Like most young men in my dad’s generation, just coming out of a depression and terrible world war, he had dreams of things he’d wanted to do. But when my oldest brother was born, he found the necessities of raising a family precluded most of them. So, he did what dads have done through the ages: he gritted his teeth and did whatever it took to take care of his new family. Two more boys followed the first, pretty much locking him on a path he might not otherwise have chosen. Instead, he learned to find satisfaction, not in what might have been, but in doing what needed doing as well as he possibly could.

So he never reached the rank of colonel in the Army, he never went to university, or became a teacher, or wrote a book but he raised three boys and took loving care of his wife for 67 years. All those years of toil may have been little more than drudgery, but for him, that was just how it had to be. If he ever felt discouraged, you’d never know it and he would never say so. It only dawned on me when I grew up, that sending me those cards probably reminded him of what he was doing it all for.

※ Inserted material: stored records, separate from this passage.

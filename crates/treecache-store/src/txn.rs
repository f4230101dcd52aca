//! Reentrant write batches
//!
//! `begin` and `end` nest per transaction id. Writes submitted under an id
//! are queued and handed back, in submission order, when the outermost
//! `end` closes the transaction.

use bytes::Bytes;
use dashmap::DashMap;
use dashmap::mapref::entry::Entry;
use treecache_common::{Error, Key, LogicalTime, Result};

/// A queued write
#[derive(Clone, Debug, PartialEq, Eq)]
pub(crate) enum TxnOp {
    Set {
        key: Key,
        value: Bytes,
        sync: bool,
        time: LogicalTime,
    },
    Delete {
        key: Key,
        sync: bool,
        time: LogicalTime,
    },
}

#[derive(Debug, Default)]
struct Transaction {
    depth: u32,
    ops: Vec<TxnOp>,
}

#[derive(Default)]
pub(crate) struct TransactionTable {
    open: DashMap<String, Transaction>,
}

impl TransactionTable {
    pub(crate) fn new() -> Self {
        Self::default()
    }

    /// Open a transaction or nest one level deeper. Returns the new depth.
    pub(crate) fn begin(&self, id: &str) -> u32 {
        let mut txn = self.open.entry(id.to_string()).or_default();
        txn.depth += 1;
        txn.depth
    }

    pub(crate) fn enqueue(&self, id: &str, op: TxnOp) -> Result<()> {
        match self.open.get_mut(id) {
            Some(mut txn) => {
                txn.ops.push(op);
                Ok(())
            }
            None => Err(Error::TransactionNotFound(id.to_string())),
        }
    }

    /// Close one nesting level. Returns the queued writes once the
    /// outermost level closes.
    pub(crate) fn end(&self, id: &str) -> Result<Option<Vec<TxnOp>>> {
        match self.open.entry(id.to_string()) {
            Entry::Vacant(_) => Err(Error::TransactionNotFound(id.to_string())),
            Entry::Occupied(mut entry) => {
                let txn = entry.get_mut();
                txn.depth = txn.depth.saturating_sub(1);
                if txn.depth > 0 {
                    return Ok(None);
                }
                Ok(Some(entry.remove().ops))
            }
        }
    }

    #[cfg(test)]
    pub(crate) fn is_open(&self, id: &str) -> bool {
        self.open.contains_key(id)
    }

    #[cfg(test)]
    pub(crate) fn len(&self) -> usize {
        self.open.len()
    }
}

#[cfg(test)]
mod tests {
    use super::*;

    fn set(key: &str, time: LogicalTime) -> TxnOp {
        TxnOp::Set {
            key: Key::new(key).unwrap(),
            value: Bytes::from_static(b"v"),
            sync: true,
            time,
        }
    }

    #[test]
    fn test_nested_begin_end() {
        let table = TransactionTable::new();
        assert_eq!(table.begin("t1"), 1);
        assert_eq!(table.begin("t1"), 2);
        table.enqueue("t1", set("a", 1)).unwrap();
        table.enqueue("t1", set("b", 2)).unwrap();

        assert_eq!(table.end("t1").unwrap(), None);
        assert!(table.is_open("t1"));

        let ops = table.end("t1").unwrap().unwrap();
        assert_eq!(ops, vec![set("a", 1), set("b", 2)]);
        assert!(!table.is_open("t1"));
        assert_eq!(table.len(), 0);
    }

    #[test]
    fn test_unknown_transaction() {
        let table = TransactionTable::new();
        assert!(matches!(
            table.enqueue("nope", set("a", 1)),
            Err(Error::TransactionNotFound(_))
        ));
        assert!(matches!(
            table.end("nope"),
            Err(Error::TransactionNotFound(_))
        ));
    }

    #[test]
    fn test_independent_ids() {
        let table = TransactionTable::new();
        table.begin("t1");
        table.begin("t2");
        table.enqueue("t2", set("x", 1)).unwrap();
        assert_eq!(table.end("t1").unwrap(), Some(Vec::new()));
        assert_eq!(table.end("t2").unwrap().unwrap().len(), 1);
    }
}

Dad is 87 now. His birthday falls right around Thanksgiving so we always celebrate the two together. Last year, instead of celebrating with the traditional turkey and his favorite treat, mincemeat pie—besides a very dry vodka martini that is—he had a stroke while undergoing surgery. The surgery was meant to prevent him from having one, but that’s how life goes sometimes. Rehabilitation was an uphill battle, but like everything else my dad does, he just gutted it out and got it done. He came home just before Christmas.

Now Dad’s in the hospital again, this time with pneumonia and congestive heart failure. He suffers quietly, putting up a cheerful front to each of his visitors. Alone with Mom though, he lets down the facade. He’s frightened. Nothing works anymore and that galls him. He worries about who will take care of Mary and his boys if he’s unable to do it any longer. He doesn’t understand that it’s because of the excellent job he did all along, that we can take care of ourselves…and Mom…and him.

What did I learn from my dad? I learned that life doesn’t always work out the way you thought it would—or hoped it would—but that you still owe it your best effort. Never feel sorry for yourself, do your best, hope in God, and everything will work out in the end.

And one more thing…

Always remember that no matter where I go in this life, he’ll be thinking of me.